A year of chemotherapy and radiation is hell, but it isn’t as invasive as a mastectomy. Yet daring to focus on the big picture of her health versus the effect procedures might have on her physique, Applegate did what I believe many stars would consider the last resort: She went through with the mastectomy. Even more remarkable — double mastectomy. She wasn’t about to take that heartbreaking risk when the tests come back and remission has failed.
Did I mention that Christina Applegate is my hero?
It isn’t the first time she’s shown intense courage. In her efforts to become more than just the actress who once played Kelly Bundy, she took on the daunting task of reviving Sweet Charity on Broadway in 2005; the production folded before it even got put up. The rumor is she fronted her own money to get the production going again.
The New York theater critics, a perennially catty bunch, gave her little support and rather unanimously told her to stick to the small screen. Instead, she soldiered on. Then disaster struck again — a broken foot, not a great omen for a singin’-and-dancin’ type of musical. Her understudy, it was said, would move front and center. But that didn’t happen. Applegate confounded the cynics and the naysayers by fighting for her part.
Now, speculation is rampant that the broken foot was staged, a classic hoax in the tradition of producer and huckster David Merrick, who was so Machiavellian that, when he announced the death of 42nd Street director Gower Champion at curtain call on the musical’s opening night in August of 1980, the audience was convinced they were being played. Either way, the diversion threw light back on Applegate the performer versus Applegate the former TV celebrity.

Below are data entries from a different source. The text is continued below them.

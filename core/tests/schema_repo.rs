use apiculi_core::{
    build_schema_repo, get_schema, Describe, Format, Node, Nullable, WalkResult, Walker,
};
use pretty_assertions::assert_eq;
use serde::Serialize;
use serde_json::json;

struct TestParam;

impl Describe for TestParam {
    fn describe(walker: &mut Walker) -> WalkResult {
        walker.object::<Self>(|o| {
            o.field::<String>("ParamProp");
        })
    }
}

struct Param;

impl Describe for Param {
    fn describe(walker: &mut Walker) -> WalkResult {
        walker.object::<Self>(|o| {
            o.field::<String>("SomeValue")
                .field::<Vec<i64>>("AnotherValue")
                .field::<TestParam>("Props");
        })
    }
}

struct Direct;

impl Describe for Direct {
    fn describe(walker: &mut Walker) -> WalkResult {
        walker.object::<Self>(|o| {
            o.field::<TestParam>("Props")
                .field::<String>("Label")
                .field::<Vec<bool>>("Flags");
        })
    }
}

struct Wrapped;

impl Describe for Wrapped {
    fn describe(walker: &mut Walker) -> WalkResult {
        walker.object::<Self>(|o| {
            o.field::<Option<TestParam>>("Props")
                .field::<Option<String>>("Label")
                .field::<Option<Vec<bool>>>("Flags");
        })
    }
}

#[derive(Serialize)]
struct Omittable {
    #[serde(skip_serializing_if = "String::is_empty")]
    note: String,
    #[serde(skip_serializing_if = "Option::is_none")]
    maybe: Option<String>,
    score: Nullable<i64>,
}

impl Describe for Omittable {
    fn describe(walker: &mut Walker) -> WalkResult {
        walker.object::<Self>(|o| {
            o.field::<String>("note")
                .field::<Option<String>>("maybe")
                .field::<Nullable<i64>>("score");
        })
    }
}

#[test]
fn test_walker_snapshot() {
    let node = get_schema::<Param>().unwrap();
    let leaf = |type_name: &str, format: &str, name: &str, children: serde_json::Value| {
        json!({
            "Package": "",
            "Type": type_name,
            "Format": format,
            "Name": name,
            "Description": "",
            "Example": "",
            "Children": children
        })
    };

    assert_eq!(
        serde_json::to_value(&node).unwrap(),
        json!({
            "Package": "schema_repo",
            "Type": "Param",
            "Format": "object",
            "Name": "",
            "Description": "",
            "Example": "",
            "Children": [
                leaf("String", "string", "SomeValue", json!([])),
                leaf("", "array", "AnotherValue", json!([leaf("i64", "number", "", json!([]))])),
                {
                    "Package": "schema_repo",
                    "Type": "TestParam",
                    "Format": "object",
                    "Name": "Props",
                    "Description": "",
                    "Example": "",
                    "Children": [leaf("String", "string", "ParamProp", json!([]))]
                }
            ]
        })
    );
}

#[test]
fn test_build_schema_repo() {
    let repo = build_schema_repo(&get_schema::<Param>().unwrap());

    assert_eq!(
        serde_json::to_value(&repo.repo).unwrap(),
        json!({
            "schema_repo_Param": {
                "type": "object",
                "title": "schema_repo_Param",
                "format": "Param",
                "properties": {
                    "SomeValue": {"type": "string", "format": "String"},
                    "AnotherValue": {
                        "type": "array",
                        "items": {"type": "number", "format": "i64"}
                    },
                    "Props": {"$ref": "#/components/schemas/schema_repo_TestParam"}
                },
                "required": ["SomeValue", "AnotherValue", "Props"]
            },
            "schema_repo_TestParam": {
                "type": "object",
                "title": "schema_repo_TestParam",
                "format": "TestParam",
                "properties": {
                    "ParamProp": {"type": "string", "format": "String"}
                },
                "required": ["ParamProp"]
            }
        })
    );

    assert_eq!(repo.start.title, None);
    assert_eq!(repo.start.format.as_deref(), Some("Param"));
}

#[test]
fn test_build_is_deterministic() {
    let render = || {
        let repo = build_schema_repo(&get_schema::<Param>().unwrap());
        serde_json::to_string(&repo.repo).unwrap()
    };
    let first = render();
    for _ in 0..5 {
        assert_eq!(render(), first);
    }
}

#[test]
fn test_pointer_fields_unwrap_and_are_optional() {
    let direct = build_schema_repo(&get_schema::<Direct>().unwrap()).start;
    let wrapped = build_schema_repo(&get_schema::<Wrapped>().unwrap()).start;

    assert_eq!(wrapped.properties, direct.properties);
    assert_eq!(direct.required, vec!["Props", "Label", "Flags"]);
    assert!(wrapped.required.is_empty());
}

#[test]
fn test_first_registration_wins() {
    let dup = |field: &str| Node {
        children: vec![Node {
            name: field.to_string(),
            ..Node::leaf("", "String", Format::String)
        }],
        ..Node::leaf("pkg", "Dup", Format::Object)
    };
    let root = Node {
        children: vec![
            Node {
                name: "first".into(),
                ..dup("original")
            },
            Node {
                name: "second".into(),
                ..dup("impostor")
            },
        ],
        ..Node::leaf("pkg", "Root", Format::Object)
    };

    let mut repo = build_schema_repo(&root);
    let kept = repo.get("pkg_Dup").unwrap().clone();
    assert_eq!(kept.required, vec!["original"]);

    let later = build_schema_repo(&dup("intruder"));
    repo.absorb(later.repo);
    assert_eq!(repo.get("pkg_Dup"), Some(&kept));
}

#[test]
fn test_omittable_fields_stay_required() {
    let empty = Omittable {
        note: String::new(),
        maybe: None,
        score: Nullable::default(),
    };
    assert_eq!(serde_json::to_value(&empty).unwrap(), json!({"score": null}));

    let repo = build_schema_repo(&get_schema::<Omittable>().unwrap());
    assert_eq!(repo.start.required, vec!["note"]);

    let properties = serde_json::to_value(&repo.start.properties).unwrap();
    assert_eq!(
        properties["score"],
        json!({"type": "number", "format": "Nullable<i64>"})
    );
    assert_eq!(
        properties["maybe"],
        json!({"type": "string", "format": "String"})
    );
}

It worked. By the end of the production’s run, those same critics who had their axes sharpened long before the first curtain call had to admit she did a fine job. It was a begrudging acceptance that, yes, she was an actress who didn’t take no for an answer, even when an entire industry was shouting her down. And now, in this new fight, with enemies inside her own genes whose slings and arrows are more deadly than bitchy, she rises to the occasion and does that unthinkable thing.

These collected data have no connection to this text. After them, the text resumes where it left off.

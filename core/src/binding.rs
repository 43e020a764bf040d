#![deny(missing_docs)]

//! # Request Binding
//!
//! Framework-neutral binding of a raw request into an endpoint's typed input.
//!
//! A [`Binder`] derives the shape of its parameter, query and body types once,
//! when the route is registered, and reuses it for every request:
//!
//! - Path values bind by the cached parameter names.
//! - Repeated query keys are joined with `,`.
//! - Number and boolean fields are parsed from their text; array fields are
//!   split on `,`.
//! - The body is decoded only for mutating verbs, from JSON or form data;
//!   other verbs bind the body type's default value.

use crate::envelope::{DetailError, ErrorResponse};
use crate::oas::routes::Verb;
use crate::schema::{get_schema, Describe, Format, Node};
use derive_more::Display;
use serde::de::DeserializeOwned;
use serde_json::{Map, Value};
use std::collections::BTreeMap;
use std::marker::PhantomData;
use tracing::debug;

const JSON: &str = "application/json";
const FORM: &str = "application/x-www-form-urlencoded";

/// The typed input handed to an endpoint handler.
#[derive(Debug, Clone, Default, PartialEq)]
pub struct EndpointInput<C, P, Q, B> {
    /// Authentication claims.
    pub claims: C,
    /// Path parameters.
    pub params: P,
    /// Query parameters.
    pub query: Q,
    /// Request body.
    pub body: B,
}

/// Request data as extracted by an HTTP framework.
#[derive(Debug, Clone, Default, PartialEq, Eq)]
pub struct RawRequest {
    /// `Content-Type` header value.
    pub content_type: Option<String>,
    /// Path variables matched by the router.
    pub path_params: BTreeMap<String, String>,
    /// Raw query string, without the leading `?`.
    pub query: String,
    /// Body bytes.
    pub body: Vec<u8>,
}

/// The binding step that failed.
#[derive(Debug, Clone, Copy, PartialEq, Eq, Hash, Display)]
pub enum BindStage {
    /// Unsupported body media type.
    #[display("content-type")]
    ContentType,
    /// Claims were required but not supplied.
    #[display("claims")]
    Claims,
    /// Path parameters.
    #[display("params")]
    Params,
    /// Query parameters.
    #[display("query")]
    Query,
    /// Request body.
    #[display("body")]
    Body,
}

/// A per-request binding failure.
#[derive(Debug, Clone, PartialEq, Eq, Display)]
#[display("{stage}: {message}")]
pub struct BindError {
    /// Failed step.
    pub stage: BindStage,
    /// What went wrong.
    pub message: String,
}

impl BindError {
    fn new(stage: BindStage, message: impl Into<String>) -> Self {
        Self {
            stage,
            message: message.into(),
        }
    }
}

impl std::error::Error for BindError {}

impl From<BindError> for ErrorResponse {
    fn from(err: BindError) -> Self {
        ErrorResponse::new(400, err.to_string()).with_error(DetailError::new(
            err.stage.to_string(),
            "invalid",
            err.message,
        ))
    }
}

/// Shape of one bindable field.
#[derive(Debug, Clone, PartialEq, Eq)]
struct FieldShape {
    name: String,
    format: Format,
    element: Option<Format>,
}

/// Cached shape of one role type.
#[derive(Debug, Clone, Default, PartialEq, Eq)]
struct RoleShape {
    absent: bool,
    fields: Vec<FieldShape>,
}

impl RoleShape {
    fn of<T: Describe + ?Sized>() -> Self {
        match get_schema::<T>() {
            None => Self {
                absent: true,
                fields: Vec::new(),
            },
            Some(node) => Self {
                absent: false,
                fields: field_shapes(&node),
            },
        }
    }

    fn has_fields(&self) -> bool {
        !self.fields.is_empty()
    }

    /// What an unsupplied value deserializes from.
    fn empty(&self) -> Value {
        if self.absent {
            Value::Null
        } else {
            Value::Object(Map::new())
        }
    }

    fn shape(&self, name: &str) -> Option<&FieldShape> {
        self.fields.iter().find(|field| field.name == name)
    }

    /// Builds an object from textual values, parsing them per field shape.
    fn object<'a>(&self, values: impl IntoIterator<Item = (&'a str, &'a str)>) -> Value {
        let map = values
            .into_iter()
            .map(|(name, raw)| {
                let value = match self.shape(name) {
                    Some(shape) => coerce(raw, &shape.format, shape.element.as_ref()),
                    None => Value::String(raw.to_string()),
                };
                (name.to_string(), value)
            })
            .collect();
        Value::Object(map)
    }
}

fn field_shapes(node: &Node) -> Vec<FieldShape> {
    if node.format != Format::Object {
        return Vec::new();
    }
    node.children
        .iter()
        .map(|child| {
            let inner = child.pointee().unwrap_or(child);
            let element = match inner.format {
                Format::Array => inner.children.first().map(|e| e.format.clone()),
                _ => None,
            };
            FieldShape {
                name: child.name.clone(),
                format: inner.format.clone(),
                element,
            }
        })
        .collect()
}

fn coerce(raw: &str, format: &Format, element: Option<&Format>) -> Value {
    match format {
        Format::Number => serde_json::from_str::<serde_json::Number>(raw)
            .map(Value::Number)
            .unwrap_or_else(|_| Value::String(raw.to_string())),
        Format::Boolean => raw
            .parse::<bool>()
            .map(Value::Bool)
            .unwrap_or_else(|_| Value::String(raw.to_string())),
        Format::Array => Value::Array(
            raw.split(',')
                .filter(|part| !part.is_empty())
                .map(|part| coerce(part, element.unwrap_or(&Format::String), None))
                .collect(),
        ),
        _ => Value::String(raw.to_string()),
    }
}

fn decode<T: DeserializeOwned>(stage: BindStage, value: Value) -> Result<T, BindError> {
    serde_json::from_value(value).map_err(|err| BindError::new(stage, err.to_string()))
}

/// Binds raw requests for one endpoint.
///
/// Built once per route; holds no per-request state.
#[derive(Debug)]
pub struct Binder<C, P, Q, B> {
    verb: Verb,
    claims: RoleShape,
    params: RoleShape,
    query: RoleShape,
    body: RoleShape,
    roles: PhantomData<fn() -> (C, P, Q, B)>,
}

impl<C, P, Q, B> Binder<C, P, Q, B>
where
    C: Describe,
    P: Describe,
    Q: Describe,
    B: Describe,
{
    /// Derives the binding shapes for an endpoint registered under `verb`.
    pub fn new(verb: Verb) -> Self {
        Self {
            verb,
            claims: RoleShape::of::<C>(),
            params: RoleShape::of::<P>(),
            query: RoleShape::of::<Q>(),
            body: RoleShape::of::<B>(),
            roles: PhantomData,
        }
    }

    /// Returns true when requests must carry claims.
    pub fn requires_claims(&self) -> bool {
        self.claims.has_fields()
    }

    /// Names of the path parameters, in declaration order.
    pub fn path_param_names(&self) -> impl Iterator<Item = &str> {
        self.params.fields.iter().map(|field| field.name.as_str())
    }
}

impl<C, P, Q, B> Binder<C, P, Q, B>
where
    C: DeserializeOwned,
    P: DeserializeOwned,
    Q: DeserializeOwned,
    B: DeserializeOwned + Default,
{
    /// Binds `request`, with `claims` as extracted by the authentication layer.
    pub fn bind(
        &self,
        request: &RawRequest,
        claims: Option<C>,
    ) -> Result<EndpointInput<C, P, Q, B>, BindError> {
        self.bind_roles(request, claims).inspect_err(|err| {
            debug!(verb = %self.verb, stage = %err.stage, error = %err.message, "request.bind.failed");
        })
    }

    fn bind_roles(
        &self,
        request: &RawRequest,
        claims: Option<C>,
    ) -> Result<EndpointInput<C, P, Q, B>, BindError> {
        let claims = match claims {
            Some(claims) => claims,
            None if self.claims.has_fields() => {
                return Err(BindError::new(BindStage::Claims, "missing claims"));
            }
            None => decode(BindStage::Claims, self.claims.empty())?,
        };

        let params = if self.params.absent {
            Value::Null
        } else {
            self.params.object(self.params.fields.iter().filter_map(|field| {
                request
                    .path_params
                    .get(&field.name)
                    .map(|raw| (field.name.as_str(), raw.as_str()))
            }))
        };
        let params = decode(BindStage::Params, params)?;

        let query = if self.query.absent {
            Value::Null
        } else {
            let joined = join_query(&request.query);
            self.query
                .object(joined.iter().map(|(k, v)| (k.as_str(), v.as_str())))
        };
        let query = decode(BindStage::Query, query)?;

        let body = self.bind_body(request)?;

        Ok(EndpointInput {
            claims,
            params,
            query,
            body,
        })
    }

    fn bind_body(&self, request: &RawRequest) -> Result<B, BindError> {
        if !self.verb.is_mutating() {
            return Ok(B::default());
        }
        if self.body.absent {
            return decode(BindStage::Body, self.body.empty());
        }

        let media_type = request
            .content_type
            .as_deref()
            .and_then(|ct| ct.split(';').next())
            .map(|ct| ct.trim().to_ascii_lowercase());

        match media_type.as_deref() {
            None | Some(JSON) => serde_json::from_slice(&request.body)
                .map_err(|err| BindError::new(BindStage::Body, err.to_string())),
            Some(FORM) => {
                let pairs: Vec<(String, String)> =
                    url::form_urlencoded::parse(&request.body).into_owned().collect();
                let value = self
                    .body
                    .object(pairs.iter().map(|(k, v)| (k.as_str(), v.as_str())));
                decode(BindStage::Body, value)
            }
            Some(other) => Err(BindError::new(
                BindStage::ContentType,
                format!("unsupported content type \"{other}\""),
            )),
        }
    }
}

/// Query pairs with repeated keys joined by `,`, in first-seen order.
fn join_query(query: &str) -> Vec<(String, String)> {
    let mut joined: Vec<(String, String)> = Vec::new();
    for (key, value) in url::form_urlencoded::parse(query.as_bytes()) {
        match joined.iter_mut().find(|(k, _)| *k == key) {
            Some((_, existing)) => {
                existing.push(',');
                existing.push_str(&value);
            }
            None => joined.push((key.into_owned(), value.into_owned())),
        }
    }
    joined
}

You may not find it to be remarkable, but as someone who has survived family members dying of cancer, I’m here to say it’s a damn triumph. My mother, having been diagnosed for the second time after living for years in remission, would have offered up any part of her body to stay alive. Yet, as I took her to her radiation treatments, I would see patients fighting with their physicians, struggling to maintain this fleshy, fragile vessel, arguing that it was imperative that they keep it intact.
One woman cried, “You can’t take my femininity from me. I won’t let you.” I sometimes wonder where she is today, or even if she is today, but more than that, I wonder what my life would have been like if Mom hadn’t died in June of 2000, days before my father’s birthday. I wonder how she could have spoiled my nieces more that Christmas, or how proud she would’ve been that Dan got married and had a baby of his own, or to see John, who was this close to being thrown out of middle school, graduate from college. Would she have listened to the music I make, or read my column here at Popdose? Would she have been there when my grandparents died, or when cousin Jody was finally overtaken by hepatitis?

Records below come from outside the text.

#![deny(missing_docs)]

//! # Demo Command
//!
//! Registers a small resource API and writes its OpenAPI document.
//!
//! 1. **Describe**: Sample claims, path, query, body and payload types.
//! 2. **Register**: `POST /api/endpoint/:id` and `GET /api/endpoint`.
//! 3. **Write**: JSON to stdout, or to `--output` (YAML for `.yaml`/`.yml`).

use apiculi_core::{
    ApiDoc, AppResult, CollectionItemData, Describe, Endpoint, Field, SingleItemData, WalkResult,
    Walker,
};
use std::fs;
use std::path::{Path, PathBuf};
use tracing::info;

/// Arguments for the demo command.
#[derive(clap::Args, Debug, Clone)]
pub struct DemoArgs {
    /// Document title.
    #[clap(long, env = "APICULI_TITLE", default_value = "Apiculi Demo")]
    pub title: String,

    /// Document version.
    #[clap(long, env = "APICULI_API_VERSION", default_value = "v1.0.0")]
    pub api_version: String,

    /// Server URLs, repeatable or comma separated.
    #[clap(long, env = "APICULI_SERVER", value_delimiter = ',')]
    pub server: Vec<String>,

    /// Output file; stdout when omitted.
    #[clap(long, short)]
    pub output: Option<PathBuf>,
}

struct Claims;

impl Describe for Claims {
    fn describe(walker: &mut Walker) -> WalkResult {
        walker.object::<Self>(|o| {
            o.field::<String>(Field::new("sub").description("authenticated user"));
        })
    }
}

struct ResourcePath;

impl Describe for ResourcePath {
    fn describe(walker: &mut Walker) -> WalkResult {
        walker.object::<Self>(|o| {
            o.field::<u64>(Field::new("id").description("resource identifier").example("7"));
        })
    }
}

struct ListQuery;

impl Describe for ListQuery {
    fn describe(walker: &mut Walker) -> WalkResult {
        walker.object::<Self>(|o| {
            o.field::<Option<u32>>(Field::new("page").description("page to fetch"))
                .field::<Option<u32>>(Field::new("PerPage").rename("perPage"))
                .field::<Option<Vec<String>>>(
                    Field::new("tags").description("comma separated tag filter"),
                );
        })
    }
}

struct NewResource;

impl Describe for NewResource {
    fn describe(walker: &mut Walker) -> WalkResult {
        walker.object::<Self>(|o| {
            o.field::<String>(Field::new("name").example("sample"))
                .field::<Vec<String>>("tags")
                .field::<Option<String>>(Field::new("note").description("free text"));
        })
    }
}

struct Resource;

impl Describe for Resource {
    fn describe(walker: &mut Walker) -> WalkResult {
        walker.object::<Self>(|o| {
            o.field::<u64>("id")
                .field::<String>("name")
                .field::<Vec<String>>("tags")
                .field::<Option<String>>("note");
        })
    }
}

/// Builds the demo document.
pub fn build(args: &DemoArgs) -> AppResult<ApiDoc> {
    let mut doc = ApiDoc::new(&args.title, &args.api_version);
    doc.describe("Sample resources documented from their Rust types.")
        .add_jwt_bearer_auth("bearerAuth");
    for server in &args.server {
        doc.add_server(server, "");
    }

    let resources = doc.route_group("resources", &["Sample", "resources"])?;
    doc.register::<Claims, ResourcePath, (), NewResource, SingleItemData<Resource>>(
        &Endpoint::post("/api/endpoint/:id"),
        resources.route("Create one resource", "Stores a resource under `id`."),
    )?
    .register::<(), (), ListQuery, (), CollectionItemData<Resource>>(
        &Endpoint::get("/api/endpoint"),
        resources.route("List resources", "Pages through every resource."),
    )?;

    Ok(doc)
}

/// Executes the demo command.
pub fn execute(args: &DemoArgs) -> AppResult<()> {
    let doc = build(args)?;

    match &args.output {
        Some(path) => {
            let rendered = if is_yaml(path) {
                doc.to_yaml()?
            } else {
                doc.to_json()?
            };
            fs::write(path, rendered)?;
            info!(path = %path.display(), paths = doc.document().paths.len(), "demo.written");
        }
        None => println!("{}", doc.to_json()?),
    }
    Ok(())
}

fn is_yaml(path: &Path) -> bool {
    matches!(
        path.extension().and_then(|ext| ext.to_str()),
        Some("yaml" | "yml")
    )
}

Of course she would’ve. That’s why I’m here now, her proxy, because I’ll do what she can’t.
So you see, to me, this news isn’t just a footnote in the pop-culture zeitgeist, when the trampy teen queen Kelly Bundy grew up before the world, literally shedding her skin to fight this battle. She didn’t just stare down the stereotype of the narcissistic glamour girl with the camera always trained on her. Instead she laid it to waste. To me, it’s personal. She claimed what was about to be taken from her, and nothing, not even next month’s Cosmo cover, could stop her.
I’ll say it one more time, in case my point didn’t come through: Ms. Applegate, you’re my hero.